In Kampanien ist die imposante und beunruhigende Masse des über 2000 m hoch aufragenden Vesuvs allgegenwärtig, und die mysteriöse Gegend der Phlegräischen Felder (Campi Flegrei), wo der Sage nach der Kampf der Riesen gegen die Götter stattgefunden haben soll, erinnert stets daran, dass der Vulkan ein wesentlicher Bestandteil der Region ist, die ihm einen erheblichen Teil ihres Reichtums verdankt.

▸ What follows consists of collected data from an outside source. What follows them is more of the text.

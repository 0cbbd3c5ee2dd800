//! Tool adapters implementing `ToolInterface`.

pub mod simulated;
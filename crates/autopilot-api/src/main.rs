//! Autopilot workflow engine admin/ops CLI.
//!
//! Binary name: `apctl`
//!
//! Parses CLI arguments, initializes the database and engine, restores
//! admission state and reaps stale runs, then dispatches to a command.

mod cli;
mod state;

use clap::Parser;
use clap_complete::generate;

use autopilot_observe::fields::default_filter;
use autopilot_observe::tracing_setup::{init_tracing, shutdown_tracing};
use cli::{Cli, Commands};
use state::AppState;

#[tokio::main]
async fn main() -> anyhow::Result<()> {
    let cli = Cli::parse();

    if let Err(e) = init_tracing(default_filter(cli.verbose, cli.quiet), cli.otel) {
        eprintln!("Warning: tracing setup failed: {e}");
    }

    // Shell completions don't need app state
    if let Commands::Completions { shell } = &cli.command {
        let mut cmd = <Cli as clap::CommandFactory>::command();
        generate(*shell, &mut cmd, "apctl", &mut std::io::stdout());
        return Ok(());
    }

    // Failure injection only applies to the run command
    let injections = match &cli.command {
        Commands::Run(args) => args.fail.clone(),
        _ => Vec::new(),
    };
    let state = AppState::init(injections).await?;

    let result = match cli.command {
        Commands::Run(args) => cli::run::run(&state, args, cli.json, cli.quiet).await,
        Commands::Workflow { action } => {
            cli::workflow::handle_workflow_command(action, &state, cli.json).await
        }
        Commands::DeadLetter { action } => {
            cli::dead_letter::handle_dead_letter_command(action, &state, cli.json).await
        }
        Commands::Status => cli::status::status(&state, cli.json).await,
        Commands::Completions { .. } => Ok(()),
    };

    state.shutdown().await;
    shutdown_tracing();
    result
}
//! Workflow execution engine.
//!
//! Leaves first: [`classifier`] and [`retry`] decide what a failed attempt
//! means, [`executor`] runs one step through the gate and tool with retries,
//! [`resume`] picks the next step from stored state, [`admission`] bounds
//! per-org concurrency, [`dead_letter`] captures exhausted workflows, and
//! [`orchestrator`] composes all of them.

pub mod admission;
pub mod classifier;
pub mod context;
pub mod dead_letter;
pub mod executor;
pub mod gate;
pub mod idempotency;
pub mod orchestrator;
pub mod recovery;
pub mod resume;
pub mod retry;
pub mod sanitize;
pub mod template;
pub mod tool;
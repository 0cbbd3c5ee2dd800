//! Broadcast event bus for distributing `AuditEvent` to multiple subscribers.
//!
//! Built on `tokio::sync::broadcast`. Publishing with no active subscribers
//! is a no-op; durable audit storage is the store's job, not the bus's.

use autopilot_types::event::AuditEvent;
use tokio::sync::broadcast;

/// Multi-consumer bus for audit events.
///
/// Cloning the bus clones the sender, allowing multiple producers and
/// consumers.
pub struct EventBus {
    sender: broadcast::Sender<AuditEvent>,
}

impl EventBus {
    /// Create a new event bus with the given channel capacity.
    pub fn new(capacity: usize) -> Self {
        let (sender, _) = broadcast::channel(capacity.max(1));
        Self { sender }
    }

    /// Create a new subscriber that will receive all future events.
    pub fn subscribe(&self) -> broadcast::Receiver<AuditEvent> {
        self.sender.subscribe()
    }

    /// Publish an event to all current subscribers.
    pub fn publish(&self, event: AuditEvent) {
        let _ = self.sender.send(event);
    }

    pub fn sender(&self) -> &broadcast::Sender<AuditEvent> {
        &self.sender
    }
}

impl Default for EventBus {
    fn default() -> Self {
        Self::new(1024)
    }
}

impl Clone for EventBus {
    fn clone(&self) -> Self {
        Self {
            sender: self.sender.clone(),
        }
    }
}

impl std::fmt::Debug for EventBus {
    fn fmt(&self, f: &mut std::fmt::Formatter<'_>) -> std::fmt::Result {
        f.debug_struct("EventBus")
            .field("receiver_count", &self.sender.receiver_count())
            .finish()
    }
}

#[cfg(test)]
mod tests {
    use super::*;
    use uuid::Uuid;

    fn sample_event() -> AuditEvent {
        AuditEvent::transition("org_acme", Uuid::now_v7(), None, "running")
    }

    #[tokio::test]
    async fn test_publish_and_subscribe_delivers_event() {
        let bus = EventBus::new(16);
        let mut rx = bus.subscribe();

        let event = sample_event();
        bus.publish(event.clone());

        let received = rx.recv().await.unwrap();
        assert_eq!(received, event);
    }

    #[tokio::test]
    async fn test_every_subscriber_sees_every_event() {
        let bus = EventBus::new(16);
        let mut first = bus.subscribe();
        let mut second = bus.clone().subscribe();

        bus.publish(sample_event());

        assert_eq!(first.recv().await.unwrap().status, "running");
        assert_eq!(second.recv().await.unwrap().status, "running");
    }

    #[test]
    fn test_publish_without_subscribers_does_not_panic() {
        let bus = EventBus::new(4);
        bus.publish(sample_event());
        assert_eq!(bus.sender().receiver_count(), 0);
    }
}
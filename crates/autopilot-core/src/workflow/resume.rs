//! Resume engine: decides where a (re)started workflow continues.
//!
//! Stored state is the only input. Steps whose stored status is `success`
//! or `skipped` are never picked again, which is what makes resuming after a
//! crash at step k safe for steps 1..k-1.

use autopilot_types::workflow::{StepDefinition, StepStatus, Workflow, WorkflowStatus};

use super::context::StepContext;

/// Stateless resume logic.
pub struct ResumeEngine;

impl ResumeEngine {
    /// First step in declared order that still needs to run.
    ///
    /// `pending` and `failed` steps qualify, as does a `running` step left
    /// behind by a crashed process.
    pub fn next_step(workflow: &Workflow) -> Option<&StepDefinition> {
        workflow.steps.iter().find(|step| {
            matches!(
                workflow.step_status(&step.name),
                StepStatus::Pending | StepStatus::Failed | StepStatus::Running
            )
        })
    }

    /// Outputs of every successful step declared before `step`.
    pub fn dependency_context(workflow: &Workflow, step: &StepDefinition) -> StepContext {
        let mut context = StepContext::new();
        for earlier in workflow.steps.iter().take_while(|s| s.name != step.name) {
            if let Some(result) = workflow.result(&earlier.name).filter(|r| r.is_success()) {
                if let Some(output) = &result.output {
                    context.insert(&earlier.name, output.clone());
                }
            }
        }
        context
    }

    /// Names of steps already completed successfully, in declared order.
    pub fn completed_steps(workflow: &Workflow) -> Vec<String> {
        workflow
            .steps
            .iter()
            .filter(|s| workflow.step_status(&s.name) == StepStatus::Success)
            .map(|s| s.name.clone())
            .collect()
    }

    /// Terminal status once no step is left to run: `success` when every
    /// step succeeded, `partial_failure` when some were skipped.
    pub fn completion_status(workflow: &Workflow) -> Option<WorkflowStatus> {
        if Self::next_step(workflow).is_some() {
            return None;
        }
        let any_skipped = workflow
            .steps
            .iter()
            .any(|s| workflow.step_status(&s.name) == StepStatus::Skipped);
        Some(if any_skipped {
            WorkflowStatus::PartialFailure
        } else {
            WorkflowStatus::Success
        })
    }
}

Mit Siebenmeilenstiefeln durch die Geschichte

Im Altertum sollen die ansonsten nicht weiter in Erscheinung tretenden Ausoner in Kampanien gehaust haben, noch bevor im 8. Jahrhundert die Griechen hier landeten und sich an der Küste festzusetzen begannen (z.B. in Cumae und Neapel). Zu einem Intermezzo kam es im 6. Jahrhundert v.Chr., als die Etrusker Kampanien nicht nur seinen Namen verpaßten (nach dem Vorort Capua), sondern sich auch als neue Herren aufspielten. Vom 5. Jahrhundert an sickerten dann die Kampaner aus dem Bergland ein. Die römische Eroberung setzte um 350 v. Chr ein, und seit dem ersten vorchristlichen Jahrhundert war Kampanien den reichen Römern das, was unseren Bundestagsabgeordneten heute die Toskana ist: sie ließen sich Villen, Bäder und Gärten in dieser klimatisch gesegneten und fruchtbaren Landschaft bauen. Kampanien zersplitterte später in langobardische und byzantinische Besitzungen, wurde im 11. und 12. Jahrhundert dann aber infolge der normannischen Eroberung Teil des Königreiches Sizilien. Nach seiner Vereinigung mit dem Königreich Italien 1860 erhielt die Region ihren antiken Namen zurück.

Ein wenig Landeskunde

Klima

Kampanien ist klimatisch verwöhnt, gewiß, aber ein kalter Landwind, Tramontana genannt, sorgt regelmäßig für Gänsehaut. Weht die Prise merklich aus Richtung Meer, so spricht man vom Libeccio. Bekannter der feuchtwarme Scirocco (Schirokko) aus südlichen Gefilden, der von der Sahara her oft Staub und Sand mit sich führt. Schon gewußt? Dessen zugleich nervenerregende und erschlaffende Wirkung wird in der italienischen Rechtssprechung strafmildernd berücksichtigt. Nur für den Fall, dass man beim Zurücksetzen mal einen Obststand zum Einsturz bringen sollte, wie wir´s aus der Fernsehwerbung kennen ...

Wirtschaft

Auf die intensiv betriebene Landwirtschaft – über 60 % der Gesamtfläche dient dem Anbau von Tomaten, Zwiebeln, Zitrusfrüchten, Gemüse, Eßkastanien, Nüssen usw. – kommen wir im Kapitel »Küche« noch eingehend zu sprechen. Ansonsten finden die Bewohner der dicht besiedelten Region in der Keramikherstellung, in Porzellanmanufakturen, in der Korallenverarbeitung oder – mit Schwerpunkt im Raum Neapel – in der Industrie ihr Auskommen. Hier rauchen die Schlote der Chemie- und Stahlwerke, sorgen Raffinerien und Werften für dunkle Flecken auf der weißen Tourismusweste, werden Nahrungsmittel, Textilien, Schuhe und Maschinen gefertigt. Während Stahl und Schiffbau innerhalb der EU als klassische Krisensektoren gelten, basiert die Massenfertigung von Schuhen oder Kleidung auf Niedriglöhnen und schlecht bezahlter Frauenarbeit. Und der Fremdenverkehr? Der sorgt nur punktuell für einen bescheidenen Wohlstand, hat aber unter dem schlechten Image Neapels als einer der italienischen Hochburgen der Kriminalität zu leiden.